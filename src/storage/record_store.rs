// Copyright (c) 2025 Fabstir
// SPDX-License-Identifier: BUSL-1.1
//! Persistence capability trait and error types

use async_trait::async_trait;
use serde_json::Value;
use thiserror::Error;

use super::stored_record::StoredRecord;
use crate::classification::types::ClassificationRecord;

/// Errors raised by a record store
#[derive(Debug, Clone, PartialEq, Error)]
pub enum PersistenceError {
    /// The store could not be reached
    #[error("Store transport error: {0}")]
    Transport(String),

    /// The store answered and refused the operation
    #[error("Store rejected request: {status} - {message}")]
    Rejected { status: u16, message: String },

    /// The store answered with something that is not a list of rows
    #[error("Malformed store response: {0}")]
    MalformedResponse(String),

    #[error("Failed to serialize record: {0}")]
    Serialization(String),
}

/// The persistence capability
///
/// Inserts must report failure; a store that cannot confirm a write returns an
/// error rather than `Ok(())`.
#[async_trait]
pub trait RecordStore: Send + Sync {
    /// Append one record under a caller-assigned id
    async fn insert(&self, record_id: &str, record: &ClassificationRecord) -> Result<(), PersistenceError>;

    /// Every stored row, leniently parsed
    async fn select_all(&self) -> Result<Vec<StoredRecord>, PersistenceError>;

    /// Store name for logging
    fn name(&self) -> &'static str;
}

/// The JSON row written for a record: its fields plus `id`
pub fn record_row(record_id: &str, record: &ClassificationRecord) -> Result<Value, PersistenceError> {
    let mut row =
        serde_json::to_value(record).map_err(|e| PersistenceError::Serialization(e.to_string()))?;
    match row.as_object_mut() {
        Some(fields) => {
            fields.insert("id".to_string(), Value::String(record_id.to_string()));
            Ok(row)
        }
        None => Err(PersistenceError::Serialization(
            "record did not serialize to an object".to_string(),
        )),
    }
}
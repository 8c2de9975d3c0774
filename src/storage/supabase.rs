// Copyright (c) 2025 Fabstir
// SPDX-License-Identifier: BUSL-1.1
//! Supabase (PostgREST) record store
//!
//! Rows go to `{url}/rest/v1/{table}`; reads use `select=*`.

use async_trait::async_trait;
use reqwest::Client;
use serde_json::Value;
use std::time::Duration;
use tracing::{debug, info, warn};
use url::Url;

use super::record_store::{record_row, PersistenceError, RecordStore};
use super::stored_record::StoredRecord;
use crate::classification::types::ClassificationRecord;

/// Default table name
pub const DEFAULT_TABLE: &str = "classifications";

pub struct SupabaseRecordStore {
    client: Client,
    table_url: Url,
    api_key: String,
}

impl SupabaseRecordStore {
    /// Create a store for `table` in the project at `url`
    pub fn new(url: &str, api_key: &str, table: &str, timeout_ms: u64) -> Result<Self, PersistenceError> {
        if table.trim().is_empty() {
            return Err(PersistenceError::Transport("table name is empty".to_string()));
        }

        let client = Client::builder()
            .timeout(Duration::from_millis(timeout_ms))
            .build()
            .map_err(|e| PersistenceError::Transport(e.to_string()))?;

        let base = url.trim_end_matches('/');
        let table_url = Url::parse(&format!("{}/rest/v1/{}", base, table.trim()))
            .map_err(|e| PersistenceError::Transport(format!("invalid store url '{}': {}", url, e)))?;

        info!("Supabase store configured: {}", table_url);

        Ok(Self {
            client,
            table_url,
            api_key: api_key.to_string(),
        })
    }

    pub fn table_url(&self) -> &Url {
        &self.table_url
    }

    fn authorized(&self, builder: reqwest::RequestBuilder) -> reqwest::RequestBuilder {
        builder
            .header("apikey", &self.api_key)
            .header("Authorization", format!("Bearer {}", self.api_key))
    }
}

/// Parse a `select` response body into rows
pub fn parse_rows(body: &str) -> Result<Vec<StoredRecord>, PersistenceError> {
    let value: Value =
        serde_json::from_str(body).map_err(|e| PersistenceError::MalformedResponse(e.to_string()))?;
    match value {
        Value::Array(rows) => Ok(rows.iter().map(StoredRecord::from_value).collect()),
        other => Err(PersistenceError::MalformedResponse(format!(
            "expected an array of rows, got {}",
            json_kind(&other)
        ))),
    }
}

fn json_kind(value: &Value) -> &'static str {
    match value {
        Value::Null => "null",
        Value::Bool(_) => "bool",
        Value::Number(_) => "number",
        Value::String(_) => "string",
        Value::Array(_) => "array",
        Value::Object(_) => "object",
    }
}

#[async_trait]
impl RecordStore for SupabaseRecordStore {
    async fn insert(&self, record_id: &str, record: &ClassificationRecord) -> Result<(), PersistenceError> {
        let row = record_row(record_id, record)?;

        let response = self
            .authorized(self.client.post(self.table_url.clone()))
            .header("Prefer", "return=minimal")
            .json(&row)
            .send()
            .await
            .map_err(|e| PersistenceError::Transport(e.to_string()))?;

        let status = response.status();
        if !status.is_success() {
            let message = response.text().await.unwrap_or_default();
            warn!("Insert of {} rejected: {} {}", record_id, status, message);
            return Err(PersistenceError::Rejected {
                status: status.as_u16(),
                message,
            });
        }

        debug!("Inserted record {}", record_id);
        Ok(())
    }

    async fn select_all(&self) -> Result<Vec<StoredRecord>, PersistenceError> {
        let mut url = self.table_url.clone();
        url.query_pairs_mut().append_pair("select", "*");

        let response = self
            .authorized(self.client.get(url))
            .send()
            .await
            .map_err(|e| PersistenceError::Transport(e.to_string()))?;

        let status = response.status();
        let body = response
            .text()
            .await
            .map_err(|e| PersistenceError::Transport(e.to_string()))?;

        if !status.is_success() {
            return Err(PersistenceError::Rejected {
                status: status.as_u16(),
                message: body,
            });
        }

        let rows = parse_rows(&body)?;
        debug!("Selected {} rows", rows.len());
        Ok(rows)
    }

    fn name(&self) -> &'static str {
        "supabase"
    }
}
// Copyright (c) 2025 Fabstir
// SPDX-License-Identifier: BUSL-1.1
//! Lenient read-side view of persisted rows
//!
//! Rows may predate the current schema or table vocabulary, so nothing here
//! fails: unusable fields become `None` and a row whose `detections` field is
//! present but unusable is flagged `malformed`.

use serde::Serialize;
use serde_json::{Map, Value};

/// One detection as read back from the store
#[derive(Debug, Clone, Default, PartialEq, Serialize)]
pub struct StoredDetection {
    pub label: Option<String>,
    pub confidence: Option<f64>,
}

impl StoredDetection {
    pub fn from_value(value: &Value) -> Self {
        let Some(fields) = value.as_object() else {
            return Self::default();
        };
        Self {
            label: fields
                .get("label")
                .or_else(|| fields.get("class"))
                .and_then(Value::as_str)
                .map(str::to_string),
            confidence: fields.get("confidence").and_then(Value::as_f64),
        }
    }
}

/// One persisted row
#[derive(Debug, Clone, Default, PartialEq, Serialize)]
pub struct StoredRecord {
    pub id: Option<String>,
    /// Raw timestamp text; parsed by the aggregation engine
    pub timestamp: Option<String>,
    pub image_identifier: Option<String>,
    pub fruit_type: Option<String>,
    pub model_used: Option<String>,
    /// `None` when the row has neither a detections field nor a row-level label
    pub detections: Option<Vec<StoredDetection>>,
    /// The row is not an object, or its detections field is unusable
    pub malformed: bool,
}

impl StoredRecord {
    /// Parse a row; never fails
    pub fn from_value(value: &Value) -> Self {
        let Some(fields) = value.as_object() else {
            return Self {
                malformed: true,
                ..Self::default()
            };
        };

        let (mut detections, malformed) = parse_detections(fields.get("detections"));
        // Flat rows carry one prediction as row-level label/confidence
        if detections.is_none() && !malformed {
            let flat = StoredDetection::from_value(value);
            if flat.label.is_some() {
                detections = Some(vec![flat]);
            }
        }

        Self {
            id: text_field(fields, "id"),
            timestamp: text_field(fields, "timestamp").or_else(|| text_field(fields, "created_at")),
            image_identifier: text_field(fields, "image_identifier")
                .or_else(|| text_field(fields, "filename")),
            fruit_type: text_field(fields, "fruit_type"),
            model_used: text_field(fields, "model_used"),
            detections,
            malformed,
        }
    }

    /// Detections, treating a missing field as empty
    pub fn detections_or_empty(&self) -> &[StoredDetection] {
        self.detections.as_deref().unwrap_or(&[])
    }
}

fn text_field(fields: &Map<String, Value>, key: &str) -> Option<String> {
    match fields.get(key)? {
        Value::String(s) => Some(s.clone()),
        Value::Number(n) => Some(n.to_string()),
        _ => None,
    }
}

fn parse_detections(value: Option<&Value>) -> (Option<Vec<StoredDetection>>, bool) {
    match value {
        None | Some(Value::Null) => (None, false),
        Some(Value::Array(items)) => (
            Some(items.iter().map(StoredDetection::from_value).collect()),
            false,
        ),
        // Some stores hand back json columns as text
        Some(Value::String(text)) => match serde_json::from_str::<Value>(text) {
            Ok(Value::Array(items)) => (
                Some(items.iter().map(StoredDetection::from_value).collect()),
                false,
            ),
            _ => (None, true),
        },
        Some(_) => (None, true),
    }
}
_____
**Exercise description**
Start at the line containing "field as empty" and print each line exactly until the listing ends, keeping the final line too.

**Response to this task**
    /// Detections, treating a missing field as empty
    pub fn detections_or_empty(&self) -> &[StoredDetection] {
        self.detections.as_deref().unwrap_or(&[])
    }
}

fn text_field(fields: &Map<String, Value>, key: &str) -> Option<String> {
    match fields.get(key)? {
        Value::String(s) => Some(s.clone()),
        Value::Number(n) => Some(n.to_string()),
        _ => None,
    }
}

fn parse_detections(value: Option<&Value>) -> (Option<Vec<StoredDetection>>, bool) {
    match value {
        None | Some(Value::Null) => (None, false),
        Some(Value::Array(items)) => (
            Some(items.iter().map(StoredDetection::from_value).collect()),
            false,
        ),
        // Some stores hand back json columns as text
        Some(Value::String(text)) => match serde_json::from_str::<Value>(text) {
            Ok(Value::Array(items)) => (
                Some(items.iter().map(StoredDetection::from_value).collect()),
                false,
            ),
            _ => (None, true),
        },
        Some(_) => (None, true),
    }
}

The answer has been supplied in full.